还可以在HTML文档中利用<meta>标签的http-equiv属性来达到这一效果。
<meta http-equiv="Expires" content="0">
<meta http-equiv="Cache-Control" content="no-cache">
<meta http-equiv="Pragma" content="no-cache">
实现动态文件内容下载
1.Servlet程序必须告诉浏览器其说输出的内容的类型不是普通的文本文件或HTML文件,而是一个要保存到本地的下载文件,这就需要通过HttpServletResponse.setContentType方法设置Content-Type头字段的值为浏览器无法使用某种方式或激活某个程序来处理的MIME类型,例如:“application/octet-stream”或"application/x-msdownload"等。

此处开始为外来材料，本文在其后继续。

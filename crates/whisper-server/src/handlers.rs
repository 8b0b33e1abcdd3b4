//! Connection handlers for Whisper server.
//!
//! This module handles the connection lifecycle and event processing.

use crate::config::Config;
use crate::metrics::{self, ConnectionMetricsGuard};
use anyhow::Result;
use axum::{
    extract::{
        ws::{CloseFrame, Message, WebSocket, WebSocketUpgrade},
        Query, State,
    },
    http::{header, HeaderMap, StatusCode},
    response::{IntoResponse, Response},
    routing::get,
    Router,
};
use bytes::BytesMut;
use futures_util::stream::SplitSink;
use futures_util::{SinkExt, StreamExt};
use serde::Deserialize;
use std::borrow::Cow;
use std::sync::Arc;
use std::time::Instant;
use tokio::net::TcpListener;
use tracing::{debug, error, info, warn};
use whisper_core::{Delivery, Identity, Session, SessionError, SessionManager};
use whisper_protocol::codec::{self, Encoded, ProtocolError, WireFormat};
use whisper_protocol::events::{MALFORMED_EVENT, SESSION_SUPERSEDED};
use whisper_protocol::{ClientEvent, ServerEvent};

/// Liveness response body.
pub const LIVENESS_BODY: &str = "Server is running!";

/// Close code sent to a connection replaced by a newer session.
pub const CLOSE_SUPERSEDED: u16 = 4000;

/// Shared server state.
pub struct AppState {
    /// Session lifecycle and registry.
    pub sessions: SessionManager,
    /// Server configuration.
    pub config: Config,
}

impl AppState {
    /// Create new app state.
    #[must_use]
    pub fn new(config: Config) -> Self {
        let verifier = Arc::new(config.auth.verifier());
        Self {
            sessions: SessionManager::new(verifier, config.session.to_session_config()),
            config,
        }
    }
}

/// Query parameters accepted on the WebSocket endpoint.
#[derive(Debug, Default, Deserialize)]
pub struct ConnectParams {
    /// Wire format for this connection.
    #[serde(default)]
    pub format: WireFormat,
}

/// Build the HTTP router.
pub fn router(state: Arc<AppState>) -> Router {
    let ws_path = state.config.transport.websocket_path.clone();

    Router::new()
        .route("/", get(liveness_handler))
        .route("/health", get(health_handler))
        .route(&ws_path, get(ws_handler))
        .with_state(state)
}

/// Run the HTTP/WebSocket server.
///
/// # Errors
///
/// Returns an error if the server fails to start.
pub async fn run_server(config: Config) -> Result<()> {
    let addr = config.bind_addr()?;

    // Start metrics server if enabled
    if config.metrics.enabled {
        if let Err(e) = metrics::start_metrics_server(config.metrics.port) {
            error!("Failed to start metrics server: {}", e);
        }
    }

    let ws_path = config.transport.websocket_path.clone();
    let app = router(Arc::new(AppState::new(config)));

    let listener = TcpListener::bind(addr).await?;

    info!("Whisper server listening on {}", addr);
    info!("WebSocket endpoint: ws://{}{}", addr, ws_path);

    axum::serve(listener, app).await?;

    Ok(())
}

/// Liveness handler.
async fn liveness_handler() -> &'static str {
    LIVENESS_BODY
}

/// Health check handler.
async fn health_handler(State(state): State<Arc<AppState>>) -> impl IntoResponse {
    let stats = state.sessions.registry().stats();
    axum::Json(serde_json::json!({
        "status": "ok",
        "version": env!("CARGO_PKG_VERSION"),
        "sessions": stats.active_sessions,
        "connections": stats.live_connections,
    }))
}

/// WebSocket upgrade handler.
///
/// The credential is verified here, before the upgrade, so a rejected client
/// never gets a session.
async fn ws_handler(
    ws: WebSocketUpgrade,
    headers: HeaderMap,
    Query(params): Query<ConnectParams>,
    State(state): State<Arc<AppState>>,
) -> Response {
    let credential = headers
        .get(header::AUTHORIZATION)
        .and_then(|v| v.to_str().ok());

    let mut session = state.sessions.begin();
    if let Err(e) = session.authenticate(credential) {
        metrics::record_auth_failure(rejection_reason(&e));
        return (StatusCode::UNAUTHORIZED, e.to_string()).into_response();
    }

    ws.max_message_size(state.config.limits.max_message_size)
        .on_upgrade(move |socket| handle_websocket(socket, session, params.format, state))
}

fn rejection_reason(error: &SessionError) -> &'static str {
    match error {
        SessionError::Auth(auth) => auth.reason(),
        _ => "invalid_state",
    }
}

/// Handle an authenticated WebSocket connection.
async fn handle_websocket(
    socket: WebSocket,
    mut session: Session,
    format: WireFormat,
    state: Arc<AppState>,
) {
    let _metrics_guard = ConnectionMetricsGuard::new();

    let mut deliveries = match session.activate() {
        Ok(rx) => rx,
        Err(e) => {
            error!(session = %session.id(), error = %e, "Failed to activate session");
            return;
        }
    };
    metrics::set_active_sessions(state.sessions.registry().len());

    debug!(session = %session.id(), ?format, "WebSocket connected");

    let (mut sender, mut receiver) = socket.split();

    // Read buffer for partial binary frames
    let mut read_buffer = BytesMut::with_capacity(4096);

    loop {
        tokio::select! {
            biased;

            // Deliveries queued for this session (relay, presence, replies)
            Some(delivery) = deliveries.recv() => {
                match delivery {
                    Delivery::Event(event) => {
                        if let Err(e) = send_event(&mut sender, format, &event).await {
                            debug!(session = %session.id(), error = %e, "Failed to write event");
                            break;
                        }
                    }
                    Delivery::Evict => {
                        info!(session = %session.id(), "Closing superseded connection");
                        metrics::record_eviction();
                        let _ = send_event(&mut sender, format, &ServerEvent::error(SESSION_SUPERSEDED)).await;
                        let _ = sender
                            .send(Message::Close(Some(CloseFrame {
                                code: CLOSE_SUPERSEDED,
                                reason: Cow::from("superseded"),
                            })))
                            .await;
                        break;
                    }
                }
            }

            // Receive from WebSocket
            msg = receiver.next() => {
                match msg {
                    Some(Ok(Message::Text(text))) => {
                        let start = Instant::now();
                        metrics::record_message(text.len(), "inbound");

                        match codec::decode_json::<ClientEvent>(&text) {
                            Ok(event) => handle_event(event, &session),
                            Err(e) => reject_malformed(&session, &e),
                        }

                        metrics::record_latency(start.elapsed().as_secs_f64());
                    }
                    Some(Ok(Message::Binary(data))) => {
                        let start = Instant::now();
                        metrics::record_message(data.len(), "inbound");
                        read_buffer.extend_from_slice(&data);

                        loop {
                            match codec::decode_from::<ClientEvent>(&mut read_buffer) {
                                Ok(Some(event)) => handle_event(event, &session),
                                Ok(None) => break,
                                Err(e @ ProtocolError::FrameTooLarge(_)) => {
                                    reject_malformed(&session, &e);
                                    read_buffer.clear();
                                    break;
                                }
                                Err(e) => reject_malformed(&session, &e),
                            }
                        }

                        metrics::record_latency(start.elapsed().as_secs_f64());
                    }
                    Some(Ok(Message::Ping(data))) => {
                        if sender.send(Message::Pong(data)).await.is_err() {
                            break;
                        }
                    }
                    Some(Ok(Message::Pong(_))) => {
                        // Ignore pongs
                    }
                    Some(Ok(Message::Close(_))) => {
                        debug!(session = %session.id(), "Received close frame");
                        break;
                    }
                    Some(Err(e)) => {
                        warn!(session = %session.id(), error = %e, "WebSocket error");
                        metrics::record_error("websocket");
                        break;
                    }
                    None => {
                        debug!(session = %session.id(), "WebSocket stream ended");
                        break;
                    }
                }
            }
        }
    }

    if session.close() {
        metrics::record_departure();
    }
    metrics::set_active_sessions(state.sessions.registry().len());

    debug!(session = %session.id(), "WebSocket disconnected");
}

/// Handle a decoded client event.
fn handle_event(event: ClientEvent, session: &Session) {
    match event {
        ClientEvent::PrivateMessage {
            recipient_id,
            message,
        } => {
            let recipient = Identity::from(recipient_id);
            match session.send_private(&recipient, message) {
                Ok(outcome) => metrics::record_relay(outcome.as_str()),
                Err(e) => {
                    warn!(session = %session.id(), error = %e, "Private message refused");
                    metrics::record_error("session");
                }
            }
        }

        ClientEvent::Ping(heartbeat) => {
            let timestamp = heartbeat.and_then(|h| h.timestamp);
            if let Err(e) = session.reply(ServerEvent::pong(timestamp)) {
                warn!(session = %session.id(), error = %e, "Ping refused");
            }
        }
    }
}

/// Answer an undecodable event without dropping the connection.
fn reject_malformed(session: &Session, error: &ProtocolError) {
    debug!(session = %session.id(), error = %error, "Malformed event");
    metrics::record_error("protocol");
    let _ = session.reply(ServerEvent::error(MALFORMED_EVENT));
}

/// Send an event to the WebSocket.
async fn send_event(
    sender: &mut SplitSink<WebSocket, Message>,
    format: WireFormat,
    event: &ServerEvent,
) -> Result<()> {
    let encoded = format.encode(event)?;
    metrics::record_message(encoded.len(), "outbound");

    let message = match encoded {
        Encoded::Text(text) => Message::Text(text),
        Encoded::Binary(data) => Message::Binary(data.to_vec()),
    };
    sender.send(message).await?;
    Ok(())
}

2.需要通过HttpServletResponse.setHeader方法设置Content-Disposition头的值为"attachment;filename=文件名"。
3.因为附件文件可以是各种类型的文件,要讲附件文件中的内容传送给客户端,其中的内容应被当做二进制处理,所以应该调用HttpServletResponse.getOutputStream方法返回的ServletOutputStream对象来向客户端写入附件文件内容,而不应使用Http
ServletResponse.getWriter方法返回的PrintWriter对象。
利用Referer请求头阻止“盗链”
防止盗链,需要检查请求的来路,只接受本站内的页面链接进来的下载请求,而阻止其他站点的页面链接进来的下载请求。要实现这样的功能,就需要检查请求消息的referer头字段是否与本站匹配。
代码片段:
String referrer = request.getHeader("referer");
String sitePart = "http://" + request.getServerName();
if(referrer!=null && referrer.startsWith(sitePart))
{
//处理下载请求...
}
else
{
//非法下载请求跳转到本站的下载说明页
RequestDispatcher rd = request.getRequestDispatcher("/down.html");
rd.forward(request,response);
}
利用Referer请求头隐藏JavaScript源代码
利用JavaScript可以实现许多网页特效功能,但是,访问者可以轻松查看到所有的JavaScript源代码,即使是把代码放在js文件中也无法保密。如果让js文件通过一个服务器端程序动态创建,结合使用Referer请求头字段就可以防止他人查看到JavaScript源码。
大致原理和上面的防盗链类似
在servlet中加入下面的代码块:
String referrer = request.getHeader("referer");
String sitePart = "http://" + request.getServerName();
response.setContentType("text/javascript;charset=utf-8");
PrintWriter out = response.getWriter();
if(referrer!=null && referrer.startsWith(sitePart))
{
out.println(
//向客户端输出JavaScript的代码块
);
}
在显示页面中要加入JavaScript代码的时候这样设置:
<script type="text/javascript" src="servlet的访问路径">
</script>
有些浏览器在有缓存网页的情况下,还是可以看到JavaScript源码的,只要在servlet代码里加上防止缓存的代码即可。